Guides
Error Handling & Retries

Error Handling & Retries

Production integrations fail. Networks drop, services restart, rate limits are hit, and payloads occasionally have bad data. This guide covers every error code you'll encounter, when to retry vs. when to give up, and the retry infrastructure that makes your integration resilient.


Error response structure

All API errors use the same envelope:

{
  "success": false,
  "error": {
    "code": "CDP_ETL.VALIDATION.REQUEST_INVALID",
    "message": "records[2].email: invalid email format",
    "details": {
      "path": "records[2].email",
      "value": "not-an-email"
    }
  }
}

The code field is the machine-readable identifier. message is human-readable. details varies by error type — always include both in your logs.

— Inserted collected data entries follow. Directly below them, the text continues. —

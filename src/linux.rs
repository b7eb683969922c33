use std::io::ErrorKind as IoErrorKind;
use std::path::Path;
use std::time::Duration;

use serial_core::{
    BaudRate, CharSize, Error as SerialError, FlowControl, Parity, SerialDevice as _,
    SerialPortSettings as _, StopBits,
};
use linux_embedded_hal::{Delay, Serial};

use crate::{Options, Programmer};

impl Programmer<Serial, Delay, IoErrorKind> {
    /// Create a new linux serial port programmer instance
    pub fn linux<P: AsRef<Path>>(
        port: P,
        baud: usize,
        options: Options,
    ) -> Result<Self, SerialError> {
        let path = port.as_ref();

        // Open port
        let mut port = Serial::open(path)?;

        // Apply settings
        let mut settings = port.0.read_settings()?;

        settings.set_char_size(CharSize::Bits8);
        settings.set_stop_bits(StopBits::Stop1);
        settings.set_baud_rate(BaudRate::from_speed(baud))?;
        settings.set_flow_control(FlowControl::FlowNone);
        settings.set_parity(Parity::ParityNone);

        port.0.write_settings(&settings)?;
        // Reads return after one poll period, the programmer tracks the response timeout
        port.0.set_timeout(Duration::from_millis(options.poll_delay_ms.max(1) as u64))?;

        debug!("Opened {} at {} baud", path.display(), baud);

        // Return instance
        Ok(Self::new(port, Delay {}, options))
    }
}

Every response also includes an x-correlation-id header. Log it. If you need to contact support, this ID lets them trace the request end-to-end.


Error code reference

4xx — Client errors

HTTPCodeMeaningRetryable?
400CDP_ETL.VALIDATION.REQUEST_INVALIDMalformed JSON, missing required field, or field value failed type/format checkNo — fix the data
401CDP_ETL.AUTH.UNAUTHORIZEDToken missing, expired, or revokedNo — fix the token
401CDP_ETL.AUTH.TOKEN_EXPIREDToken has expiredNo — refresh the token
401CDP_ETL.AUTH.TOKEN_INVALIDToken is malformed or unrecognizedNo — check the token
403CDP_ETL.AUTH.FORBIDDENToken valid but lacks the required scopeNo — add the scope
404CDP_ETL.NOT_FOUNDResource (list, import job, audience) doesn't existNo
409CDP_ETL.* (conflict)Concurrent write to the same key racedYes — retry with backoff
413CDP_ETL.VALIDATION.REQUEST_INVALIDRequest body > 10 MBNo — reduce payload
422CDP_ETL.VALIDATION.REQUEST_SCHEMAField name doesn't exist in the object schemaNo — fix field names
429CDP_ETL.* (rate limited)Token quota exceededYes — respect Retry-After

5xx — Server errors

HTTPCodeMeaningRetryable?
500CDP_ETL.INTERNAL.UNHANDLED_EXCEPTIONUnexpected server errorYes
502CDP_ETL.*Upstream service unavailableYes
503CDP_ETL.*Planned maintenance or overloadYes
504CDP_ETL.*Request took > 30 sYes

Do not retry 4xx errors except 429 and 409. The data is bad or the credentials are wrong — retrying won't fix it. Log the error and alert.


Retry strategy

Use exponential backoff with jitter. The jitter prevents thundering-herd retries when many clients fail simultaneously.

import os, random, time, requests
 
API_KEY = os.environ["EXPERITURE_API_KEY"]
BASE_URL = "https://api.experiture.ai/public/v1"
RETRYABLE_STATUS = {409, 429, 500, 502, 503, 504}
 
def with_retry(
    fn,
    max_attempts: int = 5,
    base_delay: float = 1.0,
    max_delay: float = 60.0,
):
    for attempt in range(max_attempts):
        resp = fn()
        if resp.status_code < 400:
            return resp.json()
 
        if resp.status_code not in RETRYABLE_STATUS:
            resp.raise_for_status()  # Non-retryable — propagate immediately
 
        if attempt == max_attempts - 1:
            resp.raise_for_status()  # Exhausted attempts
 
        # Respect Retry-After for rate limits
        retry_after = float(resp.headers.get("Retry-After", 0))
        backoff = min(max_delay, base_delay * (2 ** attempt) + random.uniform(0, 1))
        sleep_for = max(retry_after, backoff)
 
        logger.warning(
            "API error %s (attempt %d/%d), retrying in %.1fs",
            resp.status_code, attempt + 1, max_attempts, sleep_for,
        )
        time.sleep(sleep_for)

Usage:

def do_upsert():
    return requests.post(
        f"{BASE_URL}/records/profiles/upsert",
        headers={
            "Authorization": f"Bearer {API_KEY}",
            "Content-Type": "application/json",
            "Idempotency-Key": idempotency_key,
        },
        json={"record": record, "matchKey": "email"},
    )
 
result = with_retry(do_upsert)

Idempotency: the foundation of safe retries

Without idempotency keys, a retry on an append operation creates a duplicate row. With them, re-sending the same request returns the cached original response — no side effects.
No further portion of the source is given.